Stored items:
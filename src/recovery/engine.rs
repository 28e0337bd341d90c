//! Per-node recovery state machine
//!
//! One actor task per node owns that node's `RecoveryState` exclusively and
//! consumes its health transitions strictly in arrival order. The recovery
//! sequence (gate, action, settle, validation) runs inline in the actor, so
//! a newer event is never processed before the transition it interrupted
//! finishes. Different nodes' actors are fully independent except for the
//! cascade guard's cluster-wide slot.

use chrono::Utc;
use rand::Rng;
use std::sync::Arc;
use std::time::Duration;
use tokio::sync::{mpsc, watch};
use tokio::task::JoinHandle;
use tokio::time::Instant;
use tracing::{debug, error, info, warn};

use crate::actions::{ActionRegistry, RecoveryAction};
use crate::domain::recovery::select_action_kind;
use crate::domain::{
    EscalationEvent, FailureType, HealthTransition, MonitorEvent, NodeDescriptor, Phase,
    RecoveryOutcomeEvent, RecoveryState, RetryPolicy, SnapshotMap,
};
use crate::monitor::HealthAggregator;
use crate::recovery::{ActionExecutor, CascadeGuard};
use crate::sink::EventBus;

/// Everything a node's state machine needs, wired once at startup.
pub struct NodeContext {
    pub node: Arc<NodeDescriptor>,
    pub policy: RetryPolicy,
    pub settle_delay: Duration,
    pub backoff_jitter: bool,
    pub aggregator: Arc<HealthAggregator>,
    pub executor: Arc<ActionExecutor>,
    pub actions: Arc<ActionRegistry>,
    pub guard: Arc<CascadeGuard>,
    pub bus: Arc<EventBus>,
    pub snapshots: SnapshotMap,
}

/// Spawn the actor; returns the FIFO transition route into it.
pub fn spawn_node_actor(
    ctx: NodeContext,
    shutdown: watch::Receiver<bool>,
) -> (mpsc::Sender<HealthTransition>, JoinHandle<()>) {
    let (tx, rx) = mpsc::channel(64);
    let machine = StateMachine::new(ctx);
    let handle = tokio::spawn(machine.run(rx, shutdown));
    (tx, handle)
}

struct StateMachine {
    ctx: NodeContext,
    state: RecoveryState,
    /// Classification of the current failure episode
    failure_type: FailureType,
}

impl StateMachine {
    fn new(ctx: NodeContext) -> Self {
        Self {
            ctx,
            state: RecoveryState::new(),
            failure_type: FailureType::Connectivity,
        }
    }

    fn node_id(&self) -> &str {
        &self.ctx.node.node_id
    }

    async fn run(
        mut self,
        mut rx: mpsc::Receiver<HealthTransition>,
        mut shutdown: watch::Receiver<bool>,
    ) {
        debug!(node_id = %self.node_id(), "recovery actor started");
        loop {
            let deadline = self.state.next_eligible_at;
            let awaiting = self.state.phase == Phase::AwaitingRetry && deadline.is_some();

            tokio::select! {
                maybe = rx.recv() => match maybe {
                    Some(transition) => self.on_transition(transition).await,
                    None => break,
                },
                _ = wait_until(deadline), if awaiting => self.on_retry_deadline().await,
                changed = shutdown.changed() => {
                    if changed.is_err() || *shutdown.borrow() {
                        break;
                    }
                }
            }
        }
        debug!(node_id = %self.node_id(), "recovery actor stopped");
    }

    async fn on_transition(&mut self, transition: HealthTransition) {
        match transition {
            HealthTransition::Failed { failure_type, .. } => match self.state.phase {
                Phase::Healthy | Phase::Degraded => {
                    self.failure_type = failure_type;
                    self.set_phase(Phase::Failing);
                    self.try_recover().await;
                }
                Phase::Failing | Phase::AwaitingRetry => {
                    // Episode already active; refresh the classification so
                    // the next attempt picks a compatible action.
                    self.failure_type = failure_type;
                }
                // Recovery is exhausted; only organic recovery resets.
                Phase::Escalated => {}
                // Unreachable: the recovery sequence runs inline, so no
                // transition is processed while Recovering.
                Phase::Recovering => {}
            },
            HealthTransition::Degraded { .. } => {
                if self.state.phase == Phase::Healthy {
                    self.set_phase(Phase::Degraded);
                }
            }
            HealthTransition::Recovered { .. } => {
                // The single override rule: a verified-healthy observation
                // wins from any phase, including Escalated.
                if self.state.phase != Phase::Healthy {
                    info!(
                        node_id = %self.node_id(),
                        from = %self.state.phase,
                        "organic recovery; resetting state machine"
                    );
                    self.state.reset();
                    self.update_snapshot();
                }
            }
        }
    }

    async fn on_retry_deadline(&mut self) {
        self.state.next_eligible_at = None;
        self.set_phase(Phase::Failing);
        self.try_recover().await;
    }

    /// The recovery gate and, when it opens, one full attempt:
    /// action, settle delay, validation, then verdict handling.
    async fn try_recover(&mut self) {
        if self.state.attempt_count >= self.ctx.policy.max_attempts {
            self.escalate("retry budget exhausted").await;
            return;
        }

        // Cluster-wide gate: waits in the FIFO queue while the cascade
        // guard is conservative.
        let permit = match self.ctx.guard.acquire().await {
            Ok(permit) => permit,
            Err(e) => {
                error!(node_id = %self.node_id(), "recovery gate unavailable: {e}");
                return;
            }
        };

        let attempt_number = self.state.attempt_count + 1;
        let Some(action) = self.select_action(attempt_number) else {
            self.escalate("no compatible recovery action").await;
            return;
        };

        self.set_phase(Phase::Recovering);
        info!(
            node_id = %self.node_id(),
            action = %action.kind(),
            attempt = attempt_number,
            max_attempts = self.ctx.policy.max_attempts,
            failure_type = %self.failure_type,
            "dispatching recovery action"
        );

        let executed = self
            .ctx
            .executor
            .execute(&self.ctx.node, action, attempt_number, self.failure_type)
            .await;
        self.state.last_attempt_at = Some(executed.attempt.ended_at);
        self.state.history.push(executed.attempt.clone());

        // Validate only when the action actually ran; an action that never
        // started cannot have changed the node.
        let validated = if executed.invoked {
            tokio::time::sleep(self.ctx.settle_delay).await;
            self.ctx.aggregator.verify(&self.ctx.node).await.healthy
        } else {
            false
        };

        self.ctx
            .bus
            .emit(MonitorEvent::RecoveryOutcome(RecoveryOutcomeEvent {
                node_id: self.node_id().to_string(),
                success: validated,
                attempt: executed.attempt,
                at: Utc::now(),
            }))
            .await;

        if validated {
            info!(
                node_id = %self.node_id(),
                attempt = attempt_number,
                "recovery validated; node healthy"
            );
            self.state.reset();
            self.update_snapshot();
        } else {
            self.state.attempt_count = attempt_number;
            if attempt_number >= self.ctx.policy.max_attempts {
                self.escalate("automated recovery exhausted").await;
            } else {
                let delay = self.backoff_delay(attempt_number);
                warn!(
                    node_id = %self.node_id(),
                    attempt = attempt_number,
                    retry_in_secs = delay.as_secs(),
                    "recovery attempt failed; backing off"
                );
                self.state.next_eligible_at = Some(Instant::now() + delay);
                self.set_phase(Phase::AwaitingRetry);
            }
        }

        // Releasing the permit starts the inter-recovery delay when the
        // guard is conservative.
        drop(permit);
    }

    fn backoff_delay(&self, attempt: u32) -> Duration {
        let delay = self.ctx.policy.delay_for_attempt(attempt);
        if self.ctx.backoff_jitter {
            let factor = rand::thread_rng().gen_range(0.9..=1.1);
            delay.mul_f64(factor)
        } else {
            delay
        }
    }

    fn select_action(&self, attempt_number: u32) -> Option<Arc<dyn RecoveryAction>> {
        let registry = &self.ctx.actions;
        let node_kind = self.ctx.node.kind;
        let failure_type = self.failure_type;
        let kind = select_action_kind(&self.ctx.node.action_kinds, attempt_number, |kind| {
            registry
                .get(kind)
                .map(|action| {
                    action.supports(node_kind)
                        && action.supported_failure_types().contains(&failure_type)
                })
                .unwrap_or(false)
        })?;
        registry.get(kind)
    }

    async fn escalate(&mut self, reason: &str) {
        self.set_phase(Phase::Escalated);
        self.state.next_eligible_at = None;
        error!(
            node_id = %self.node_id(),
            attempts = self.state.attempt_count,
            reason,
            "escalating to operators"
        );
        self.ctx
            .bus
            .emit(MonitorEvent::Escalation(EscalationEvent {
                node_id: self.node_id().to_string(),
                kind: self.ctx.node.kind,
                attempts: self.state.attempt_count,
                reason: reason.to_string(),
                history: self.state.history.clone(),
                at: Utc::now(),
            }))
            .await;
    }

    fn set_phase(&mut self, phase: Phase) {
        self.state.phase = phase;
        self.update_snapshot();
    }

    fn update_snapshot(&self) {
        if let Some(mut snapshot) = self.ctx.snapshots.get_mut(self.node_id()) {
            snapshot.phase = self.state.phase;
            snapshot.attempt_count = self.state.attempt_count;
            snapshot.next_retry_in_secs = self
                .state
                .next_eligible_at
                .map(|at| at.saturating_duration_since(Instant::now()).as_secs());
        }
    }
}

async fn wait_until(deadline: Option<Instant>) {
    match deadline {
        Some(at) => tokio::time::sleep_until(at).await,
        None => std::future::pending().await,
    }
}
//! Health dispatcher
//!
//! Drives the fixed-interval check cycle. Every node is checked in its own
//! task, optionally bounded by a global semaphore; the per-probe deadline
//! inside the aggregator guarantees a hung node can never stall the cycle
//! past one probe-timeout.

use chrono::Utc;
use std::collections::HashMap;
use std::sync::Arc;
use std::time::Duration;
use tokio::sync::{mpsc, watch, Semaphore};
use tokio::task::JoinSet;
use tracing::{debug, error, info};

use crate::domain::{
    FailureEvent, HealthTransition, MonitorEvent, NodeDescriptor, RecoveredEvent,
};
use crate::monitor::HealthAggregator;
use crate::recovery::CascadeGuard;
use crate::sink::EventBus;

pub struct HealthDispatcher {
    nodes: Vec<Arc<NodeDescriptor>>,
    aggregator: Arc<HealthAggregator>,
    guard: Arc<CascadeGuard>,
    bus: Arc<EventBus>,
    /// Per-node FIFO routes into the recovery state machines
    routes: HashMap<String, mpsc::Sender<HealthTransition>>,
    limit: Option<Arc<Semaphore>>,
    interval: Duration,
}

impl HealthDispatcher {
    pub fn new(
        nodes: Vec<Arc<NodeDescriptor>>,
        aggregator: Arc<HealthAggregator>,
        guard: Arc<CascadeGuard>,
        bus: Arc<EventBus>,
        routes: HashMap<String, mpsc::Sender<HealthTransition>>,
        max_concurrent_checks: usize,
        interval: Duration,
    ) -> Self {
        let limit = match max_concurrent_checks {
            0 => None,
            n => Some(Arc::new(Semaphore::new(n))),
        };
        Self {
            nodes,
            aggregator,
            guard,
            bus,
            routes,
            limit,
            interval,
        }
    }

    /// Run check cycles until shutdown. A cycle that outlives the interval
    /// delays the next tick instead of overlapping it, preserving per-node
    /// transition ordering.
    pub async fn run(self, mut shutdown: watch::Receiver<bool>) {
        let mut ticker = tokio::time::interval(self.interval);
        ticker.set_missed_tick_behavior(tokio::time::MissedTickBehavior::Delay);
        info!(
            nodes = self.nodes.len(),
            interval_secs = self.interval.as_secs(),
            "health dispatcher started"
        );

        loop {
            tokio::select! {
                _ = ticker.tick() => {
                    self.run_cycle().await;
                }
                changed = shutdown.changed() => {
                    if changed.is_err() || *shutdown.borrow() {
                        break;
                    }
                }
            }
        }
        info!("health dispatcher stopped");
    }

    /// One full check cycle over the node set.
    pub async fn run_cycle(&self) {
        let started = tokio::time::Instant::now();
        let mut tasks = JoinSet::new();

        for node in &self.nodes {
            let node = node.clone();
            let aggregator = self.aggregator.clone();
            let guard = self.guard.clone();
            let bus = self.bus.clone();
            let route = self.routes.get(&node.node_id).cloned();
            let limit = self.limit.clone();

            tasks.spawn(async move {
                let _permit = match limit {
                    Some(semaphore) => match semaphore.acquire_owned().await {
                        Ok(permit) => Some(permit),
                        Err(_) => return,
                    },
                    None => None,
                };

                let Some(transition) = aggregator.observe(&node).await else {
                    return;
                };

                match &transition {
                    HealthTransition::Failed {
                        status,
                        failure_type,
                        consecutive_failures,
                    } => {
                        guard.record_failure(&node.node_id);
                        bus.emit(MonitorEvent::NodeFailed(FailureEvent {
                            node_id: node.node_id.clone(),
                            kind: node.kind,
                            failure_type: *failure_type,
                            consecutive_failures: *consecutive_failures,
                            reason: status.error.clone(),
                            observed_at: status.observed_at,
                        }))
                        .await;
                    }
                    HealthTransition::Recovered { status } => {
                        bus.emit(MonitorEvent::NodeRecovered(RecoveredEvent {
                            node_id: node.node_id.clone(),
                            kind: node.kind,
                            probe_kind: status.probe_kind,
                            latency_ms: status.latency_ms,
                            observed_at: status.observed_at,
                        }))
                        .await;
                    }
                    // Below-threshold failures stay internal.
                    HealthTransition::Degraded { .. } => {}
                }

                if let Some(tx) = route {
                    if tx.send(transition).await.is_err() {
                        error!(node_id = %node.node_id, "recovery actor gone; transition dropped");
                    }
                }
            });
        }

        while tasks.join_next().await.is_some() {}
        debug!(
            elapsed_ms = started.elapsed().as_millis() as u64,
            at = %Utc::now(),
            "check cycle complete"
        );
    }
}

#[cfg(test)]
mod tests {
    use super::*;
    use crate::config::CascadeConfig;
    use crate::domain::{NodeAddress, NodeKind, ProbeKind, SnapshotMap};
    use crate::error::ProbeError;
    use crate::probes::{Probe, ProbeRegistry};
    use async_trait::async_trait;
    use dashmap::DashMap;

    /// One probe instance serving two node ids: one hangs forever, the
    /// other answers immediately.
    struct SplitProbe;

    #[async_trait]
    impl Probe for SplitProbe {
        fn kind(&self) -> ProbeKind {
            ProbeKind::Tcp
        }

        fn supports(&self, _kind: NodeKind) -> bool {
            true
        }

        async fn check(&self, node: &NodeDescriptor) -> Result<(), ProbeError> {
            if node.node_id == "hung" {
                std::future::pending().await
            } else {
                Ok(())
            }
        }
    }

    fn node(id: &str) -> Arc<NodeDescriptor> {
        Arc::new(NodeDescriptor {
            node_id: id.to_string(),
            kind: NodeKind::Broker,
            address: NodeAddress {
                host: "127.0.0.1".to_string(),
                port: 9092,
                admin_port: None,
            },
            probe_kinds: vec![ProbeKind::Tcp],
            action_kinds: vec![],
            retry_policy: None,
        })
    }

    #[tokio::test(start_paused = true)]
    async fn hung_probe_does_not_stall_the_cycle() {
        let mut registry = ProbeRegistry::new();
        registry.register(Arc::new(SplitProbe));
        let snapshots: SnapshotMap = Arc::new(DashMap::new());
        let aggregator = Arc::new(HealthAggregator::new(
            Arc::new(registry),
            snapshots.clone(),
            Duration::from_secs(15),
            1,
        ));
        let nodes = vec![node("hung"), node("ok-1"), node("ok-2")];
        for n in &nodes {
            aggregator.register_node(n);
        }
        let guard = Arc::new(CascadeGuard::new(&CascadeConfig::default(), nodes.len()));
        let bus = Arc::new(EventBus::new(vec![]));
        let mut events = bus.subscribe();

        let dispatcher = HealthDispatcher::new(
            nodes,
            aggregator,
            guard,
            bus.clone(),
            HashMap::new(),
            0,
            Duration::from_secs(30),
        );

        let cycle_start = tokio::time::Instant::now();
        dispatcher.run_cycle().await;
        // Bounded by the probe timeout, not by the hung probe.
        assert!(cycle_start.elapsed() <= Duration::from_secs(16));

        // Healthy nodes report no transitions; the hung node produced a
        // failure event.
        let event = events.try_recv().unwrap();
        assert_eq!(event.node_id(), "hung");
        assert!(events.try_recv().is_err());
    }

    #[tokio::test]
    async fn concurrency_limit_is_respected() {
        use std::sync::atomic::{AtomicUsize, Ordering};

        struct GaugeProbe {
            current: Arc<AtomicUsize>,
            peak: Arc<AtomicUsize>,
        }

        #[async_trait]
        impl Probe for GaugeProbe {
            fn kind(&self) -> ProbeKind {
                ProbeKind::Tcp
            }

            fn supports(&self, _kind: NodeKind) -> bool {
                true
            }

            async fn check(&self, _node: &NodeDescriptor) -> Result<(), ProbeError> {
                let now = self.current.fetch_add(1, Ordering::SeqCst) + 1;
                self.peak.fetch_max(now, Ordering::SeqCst);
                tokio::time::sleep(Duration::from_millis(20)).await;
                self.current.fetch_sub(1, Ordering::SeqCst);
                Ok(())
            }
        }

        let current = Arc::new(AtomicUsize::new(0));
        let peak = Arc::new(AtomicUsize::new(0));
        let mut registry = ProbeRegistry::new();
        registry.register(Arc::new(GaugeProbe {
            current: current.clone(),
            peak: peak.clone(),
        }));

        let snapshots: SnapshotMap = Arc::new(DashMap::new());
        let aggregator = Arc::new(HealthAggregator::new(
            Arc::new(registry),
            snapshots,
            Duration::from_secs(15),
            1,
        ));
        let nodes: Vec<_> = (0..8).map(|i| node(&format!("n{i}"))).collect();
        for n in &nodes {
            aggregator.register_node(n);
        }
        let guard = Arc::new(CascadeGuard::new(&CascadeConfig::default(), nodes.len()));
        let bus = Arc::new(EventBus::new(vec![]));

        let dispatcher = HealthDispatcher::new(
            nodes,
            aggregator,
            guard,
            bus,
            HashMap::new(),
            2,
            Duration::from_secs(30),
        );
        dispatcher.run_cycle().await;

        assert!(peak.load(Ordering::SeqCst) <= 2);
    }
}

• [Assignment]: Among the lines of the data, which ones contain the word "RecoveryAction"? Show them.

• [Solution to this task]:
use crate::actions::{ActionRegistry, RecoveryAction};
    fn select_action(&self, attempt_number: u32) -> Option<Arc<dyn RecoveryAction>> {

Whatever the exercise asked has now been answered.